Asthma has been a growing problem for children in general, but for children of color it’s more severe, affecting kids who grew up in the ghettos of Detroit, as Bettis did, and children growing up in the White House–President Obama’s daughter Malia suffers from asthma, a condition she’s carried since living in the well-to-do Hyde Park neighborhood of Southside Chicago.

For African American children, the death rate from asthma was seven times higher than that of white children from 2003 to 2005, Bettis’s final three years in the league. African-American children have a 80 percent higher prevalence of asthma than white children.
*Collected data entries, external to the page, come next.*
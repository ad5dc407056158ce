//! Logging and tracing setup
//!
//! Structured logging via tracing. Services call one of these once at
//! startup; `RUST_LOG` controls filtering (default `info`).

use tracing_subscriber::{EnvFilter, layer::SubscriberExt, util::SubscriberInitExt};

/// Initialize compact human-readable tracing output.
///
/// Usage:
/// ```rust
/// // In main.rs
/// arbflow_common::init_tracing();
///
/// // Then in your code:
/// tracing::info!("coordinator starting");
/// let e = "connection reset";
/// tracing::error!(error = %e, "lease renewal failed");
/// ```
pub fn init_tracing() {
    let env_filter = EnvFilter::try_from_default_env().unwrap_or_else(|_| EnvFilter::new("info"));

    tracing_subscriber::registry()
        .with(env_filter)
        .with(
            tracing_subscriber::fmt::layer()
                .with_target(true)
                .with_level(true)
                .with_thread_ids(true)
                .with_file(true)
                .compact(),
        )
        .init();
}

/// Initialize JSON tracing output for log aggregation (Loki, ELK).
pub fn init_tracing_json() {
    let env_filter = EnvFilter::try_from_default_env().unwrap_or_else(|_| EnvFilter::new("info"));

    tracing_subscriber::registry()
        .with(env_filter)
        .with(
            tracing_subscriber::fmt::layer()
                .json()
                .with_target(true)
                .with_level(true)
                .with_current_span(true),
        )
        .init();
}

/// Pick the output format from `LOG_FORMAT` (`compact` default, `json`).
pub fn init_tracing_from_env() {
    match std::env::var("LOG_FORMAT").as_deref() {
        Ok("json") => init_tracing_json(),
        _ => init_tracing(),
    }
}

#[cfg(test)]
mod tests {
    use super::*;
    use tracing::{error, info, warn};

    #[test]
    fn test_tracing_init() {
        // May already be initialized by another test in the process
        let _result = std::panic::catch_unwind(|| {
            init_tracing();
        });

        info!("test log message");
        warn!(count = 42, "warning with structured data");
        error!(error = "test error", "error message");
    }
}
The death rate for Puerto Rican children was 400 percent higher than for whites in 2003. And while Asian-American children have lower asthma rates than white children, they died from it at a 30 percent higher rate than white children.

EPA’s new MATS rules address the kind of pollution that can lead to asthma and other health disorders by requiring coal-powered power plants, incinerators, boilers and other electricity generating facilities to upgrade themselves with equipment that’s called "Utility Maximum Achievable Control Technology," or UMACT. Along with targeting mercury, which has been linked not only to asthma but also nervous system damage and early development disorders, the rules also aim to control pollutants such as cyanide, lead, acid gas and arsenic, which are linked to similar problems and can cause cancer. EPA anticipates that its new safeguards will prevent 130,000 cases of childhood asthma symptoms and lead to 6,300 fewer cases of acute bronchitis among children each year. They will also drop premature deaths by as many as 11,000 per year, and 4,700 less heart attacks a year.

The new standards have the additional economic benefits of creating thousands of new short- and long-term jobs for construction workers, who will be needed to help facilities comply. (They have three years to upgrade, with the extension of an additional year if the official deadline is too early to meet.) So you’d think these are rules we could all comfortably live with–you’d think. But Sen. Jim Inhofe, ranking Republican on the Environment and Public Works committee, has vowed to overturn them, saying they are "a thinly veiled electricity tax that continues the Obama administration’s war on affordable energy and is the latest in an unprecedented barrage of regulations that make up EPA’s job-killing regulatory agenda."

Bettis’s position on mercury and toxic air standards is pro-life, but you wouldn’t know it since he doesn’t get the kind of press that Tim Tebow does for his version of pro-life activism. Advocating on behalf of kids with health problems shouldn’t be branded as political, but given the current climate, there’s no way to escape the label. In that context, he’s joined a very tiny pool of NFL "greats" who’ve taken up political causes. Hall of Famers like Jim Brown and Reggie White also took up political causes in their post-NFL years, but both had their own problems–Brown with domestic violence, and White’s own political positions mirrored Tebow’s.

Looking at someone like Muhammad Ali, who’s not without his own personal problems, you find someone whose greatness was achieved not just because of his boxing titles, but because of the positions he took on racism and war. Both of those issues were widely controversial during the 1960s. Making the air cleaner for children to breath and live with shouldn’t be viewed with the same level of controversy. But the political reality has determined otherwise. Bettis hasn’t shied away, which is why he deserves to be ranked with the greatest.